Q: How has the role of CMIO changed over the past decade?
DD: When I started, my role as CMIO was to handle the docs as we instituted a new EMR. The administration did not want to manage them. They wanted to dump every bit of those issues from the physician adoption to somebody, i.e. a physician. And I was excited about that. That was very intriguing. I had a lot of passion associated with getting this access and interoperability for my providers. That was a huge passion for me to make that happen. So I gladly took it.
My docs, they came to every meeting and said, 'I don't know how you put up with this. Why would you want to do that?' I just said, 'This is great. I don't want anybody else wanting my job.'
This is awesome because I'm having way too much fun and enjoying what I do. But they couldn't believe somebody was actually interested in putting up with griping doctors all the time. But that was my role, was getting docs to onboard and get live and get trained and be proficient at using an EMR.

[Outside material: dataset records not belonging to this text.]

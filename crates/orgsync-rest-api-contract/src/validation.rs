// Copyright 2025 Schelling Point Labs Inc
// SPDX-License-Identifier: AGPL-3.0-only

//! Validation helpers for API contract types

use crate::error::ApiContractError;
use crate::types::SyncQuery;
use validator::Validate;

const MAX_REPOSITORY_NAME_LEN: usize = 100;

/// Validate sync query parameters
pub fn validate_sync_query(query: &SyncQuery) -> Result<(), ApiContractError> {
    query.validate()?;
    Ok(())
}

/// Validate a repository name taken from a request path
///
/// Names are 1-100 characters of ASCII letters, digits, `-`, `_` and `.`,
/// and may not be `.` or `..`.
pub fn validate_repository_name(name: &str) -> Result<(), ApiContractError> {
    if name.is_empty() || name.len() > MAX_REPOSITORY_NAME_LEN {
        return Err(ApiContractError::InvalidRepositoryName(format!(
            "repository name must be 1-{} characters, got {}",
            MAX_REPOSITORY_NAME_LEN,
            name.len()
        )));
    }
    if name == "." || name == ".." {
        return Err(ApiContractError::InvalidRepositoryName(format!(
            "'{}' is not a repository name",
            name
        )));
    }
    if let Some(c) = name
        .chars()
        .find(|c| !c.is_ascii_alphanumeric() && !matches!(c, '-' | '_' | '.'))
    {
        return Err(ApiContractError::InvalidRepositoryName(format!(
            "repository name contains invalid character '{}'",
            c
        )));
    }
    Ok(())
}
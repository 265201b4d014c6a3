// Copyright 2025 Schelling Point Labs Inc
// SPDX-License-Identifier: AGPL-3.0-only

//! Health check endpoints

use crate::{state::AppState, ServerResult};
use axum::{extract::State, http::StatusCode, Json};
use orgsync_rest_api_contract::{
    BuildInfo, HealthResponse, HealthStatus, ServiceHealth, VersionResponse,
};
use std::collections::BTreeMap;

/// Health check endpoint
///
/// Pings the store and checks that both upstream tokens are configured.
/// Answers 503 when anything is unhealthy.
pub async fn health_check(State(state): State<AppState>) -> (StatusCode, Json<HealthResponse>) {
    let mut services = BTreeMap::new();

    let store = match state.store.ping().await {
        Ok(()) => ServiceHealth::healthy(),
        Err(err) => ServiceHealth::unhealthy(err.to_string()),
    };
    services.insert("store".to_string(), store);

    let github = if state.config.github_org.trim().is_empty() {
        ServiceHealth::unhealthy("no GitHub organization configured")
    } else if state.config.github_token.is_empty() {
        ServiceHealth::unhealthy("no GitHub token configured")
    } else {
        ServiceHealth::healthy()
    };
    services.insert("github".to_string(), github);

    let catalog = if state.config.backstage_token.is_empty() {
        ServiceHealth::unhealthy("no Backstage token configured")
    } else {
        ServiceHealth::healthy()
    };
    services.insert("catalog".to_string(), catalog);

    let response = HealthResponse::from_services(services, chrono::Utc::now());
    let status = match response.status {
        HealthStatus::Healthy => StatusCode::OK,
        HealthStatus::Unhealthy => StatusCode::SERVICE_UNAVAILABLE,
    };
    (status, Json(response))
}

/// Version endpoint
pub async fn version() -> ServerResult<Json<VersionResponse>> {
    let response = VersionResponse {
        version: env!("CARGO_PKG_VERSION").to_string(),
        build_info: BuildInfo {
            git_commit: option_env!("VERGEN_GIT_SHA").map(|s| s.to_string()),
            build_date: option_env!("VERGEN_BUILD_DATE").map(|s| s.to_string()),
        },
    };
    Ok(Json(response))
}
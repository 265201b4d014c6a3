// Copyright 2025 Schelling Point Labs Inc
// SPDX-License-Identifier: AGPL-3.0-only

//! OpenAPI specification endpoint

use crate::ServerResult;
use axum::response::Json;

/// OpenAPI document for the contract types
pub async fn openapi_spec() -> ServerResult<Json<utoipa::openapi::OpenApi>> {
    let mut spec = orgsync_rest_api_contract::openapi_schema();
    spec.info.version = env!("CARGO_PKG_VERSION").to_string();
    Ok(Json(spec))
}
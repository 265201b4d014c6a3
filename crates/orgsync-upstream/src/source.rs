// Copyright 2025 Schelling Point Labs Inc
// SPDX-License-Identifier: AGPL-3.0-only

//! Source-control organization API surface

use crate::error::UpstreamResult;
use async_trait::async_trait;
use orgsync_domain_types::{RateLimitStatus, RepositorySummary};
use std::collections::BTreeSet;

/// Read access to one organization on the source-control platform
///
/// Every call is a fresh remote request; implementations keep no cache.
#[async_trait]
pub trait SourceClient: Send + Sync {
    /// Every repository visible to the organization, all pages
    async fn list_repositories(&self) -> UpstreamResult<Vec<RepositorySummary>>;

    /// A single repository, or `None` when the organization has no such name
    async fn get_repository(&self, repo_name: &str) -> UpstreamResult<Option<RepositorySummary>>;

    /// Contributor logins; empty for repositories without history
    async fn list_contributors(&self, repo_name: &str) -> UpstreamResult<BTreeSet<String>>;

    /// Whether the repository defines at least one automated workflow
    async fn has_automation(&self, repo_name: &str) -> UpstreamResult<bool>;

    /// Current request quota for the configured token
    async fn rate_limit(&self) -> UpstreamResult<RateLimitStatus>;
}
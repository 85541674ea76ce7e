// src/models/shopping.rs

use chrono::NaiveDate;
use rust_decimal::Decimal;
use serde::{Deserialize, Serialize};
use uuid::Uuid;

// --- Logística da viagem ---

#[derive(Debug, Clone, Copy, PartialEq, Eq, Serialize, Deserialize, Default)]
#[serde(rename_all = "lowercase")]
pub enum LogisticsType {
    #[default]
    Transport,
    Food,
}

#[derive(Debug, Clone, Default, Serialize, Deserialize)]
#[serde(rename_all = "camelCase", default)]
pub struct LogisticsItem {
    pub id: Uuid,
    #[serde(rename = "type")]
    pub kind: LogisticsType,
    pub desc: String,
    pub value: Decimal,
}

// --- Notas de compra ---

#[derive(Debug, Clone, Copy, PartialEq, Eq, Serialize, Deserialize, Default)]
#[serde(rename_all = "lowercase")]
pub enum InvoiceItemKind {
    #[default]
    Material,
    Extra,
    Other,
}

#[derive(Debug, Clone, Serialize, Deserialize)]
#[serde(rename_all = "camelCase", default)]
pub struct InvoiceItem {
    pub id: Uuid,
    #[serde(rename = "type")]
    pub kind: InvoiceItemKind,
    /// Referência ao insumo/embalagem do catálogo, quando houver.
    pub item_id: Option<Uuid>,
    pub qty: Decimal,
    /// Preço unitário pago nesta compra.
    pub price: Decimal,
    /// Descrição livre para itens do tipo "other".
    pub description: Option<String>,
    /// Fora do total: o item aparece na nota mas não soma em totalGoods.
    pub include_in_total: bool,
}

// `includeInTotal` ausente no JSON vale true.
impl Default for InvoiceItem {
    fn default() -> Self {
        Self {
            id: Uuid::default(),
            kind: InvoiceItemKind::default(),
            item_id: None,
            qty: Decimal::ZERO,
            price: Decimal::ZERO,
            description: None,
            include_in_total: true,
        }
    }
}

#[derive(Debug, Clone, Copy, PartialEq, Eq, Serialize, Deserialize, Default)]
#[serde(rename_all = "lowercase")]
pub enum DiscountType {
    Value,
    #[default]
    Percent,
}

#[derive(Debug, Clone, Default, Serialize, Deserialize)]
#[serde(rename_all = "camelCase", default)]
pub struct Invoice {
    pub id: Uuid,
    pub supplier_id: Uuid,
    /// Desconto único da nota: percentual ou valor, conforme discountType.
    pub discount: Decimal,
    /// Valor absoluto do desconto, normalizado a cada recálculo da viagem.
    pub discount_value: Decimal,
    pub discount_type: DiscountType,
    pub items: Vec<InvoiceItem>,
}

// --- Viagem de compras ---

#[derive(Debug, Clone, Copy, PartialEq, Eq, Serialize, Deserialize, Default)]
#[serde(rename_all = "lowercase")]
pub enum TripStatus {
    #[default]
    Open,
    Completed,
}

// totalLogistics/totalGoods/grandTotal são recalculados e gravados junto
// com QUALQUER mutação de logística ou notas, nunca de forma preguiçosa.
#[derive(Debug, Clone, Default, Serialize, Deserialize)]
#[serde(rename_all = "camelCase", default)]
pub struct ShoppingTrip {
    pub id: Uuid,
    pub date: Option<NaiveDate>,
    pub status: TripStatus,
    pub logistics: Vec<LogisticsItem>,
    pub invoices: Vec<Invoice>,
    pub total_logistics: Decimal,
    pub total_goods: Decimal,
    pub grand_total: Decimal,
    /// Despesa de logística já abatida do fundo? Ortogonal ao status da
    /// viagem; só viagens confirmadas entram no totalSpent do fundo.
    pub logistics_confirmed: bool,
}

CMIO version two is now very strategic. Everybody's got their own EMR. We've got it installed. Docs have used it now long enough and we're comfortable with it. We're past that engagement phase. But now, what are we doing to take our systems to the next level? What are the newest technologies that we can incorporate to move clinical care to that next level? What are the new technologies? What are the main functionalities? How do I make it more ergonomic and easier to use? How do I get better patient engagement and all of those things?
It's the strategic nature of taking all of this clinical IT work to the next level. That is now the CMIO's role. And trying to stay current, being knowledgeable, reading, listening, engaging, networking, all of those things from the outside of the organization as well as inside the organization. I've got to be able to listen and know what's going on and have my finger on the pulse and help make strategic decisions going forward.
Question: What makes a good leader, and has that changed over time?
DD: I don't think it's changed. I took a little time and thought about this one, and I think listening is the No. 1 thing that you've got to have. I learned that in my pediatric practice, in trying to listen to my patients, I had to listen and not jump to conclusions. And I think that's helped me be successful in my role as a CMIO as well. I had to listen, not just to one side of the story. I had to learn very quickly that if I didn't listen to both sides of the story, I would always make a bad decision, and I would get trapped. I got burned several times not doing that. And so boy, I learned that one very quickly.
I think what's been successful for me is being a servant leader. You know, you have to listen first, and then you know that your client — whether it's a physician, a patient, leadership, whatever it may be — that I had to be a servant leader for them. They are the most important, I'm secondary. I am not critical in my role. That they are the most critical. And how do I make my clients successful? That probably is the second piece. I've always had an open-door policy, and I think that comes back to listening. It did make a difference. If I get a phone call, you know, I'm going to drop what I'm doing and get that phone call. If I have somebody knocking on my door, I'm an open door. I'm going to take it. Even if I'm in a meeting that's important, I need that availability, and I've hopefully been able to do that.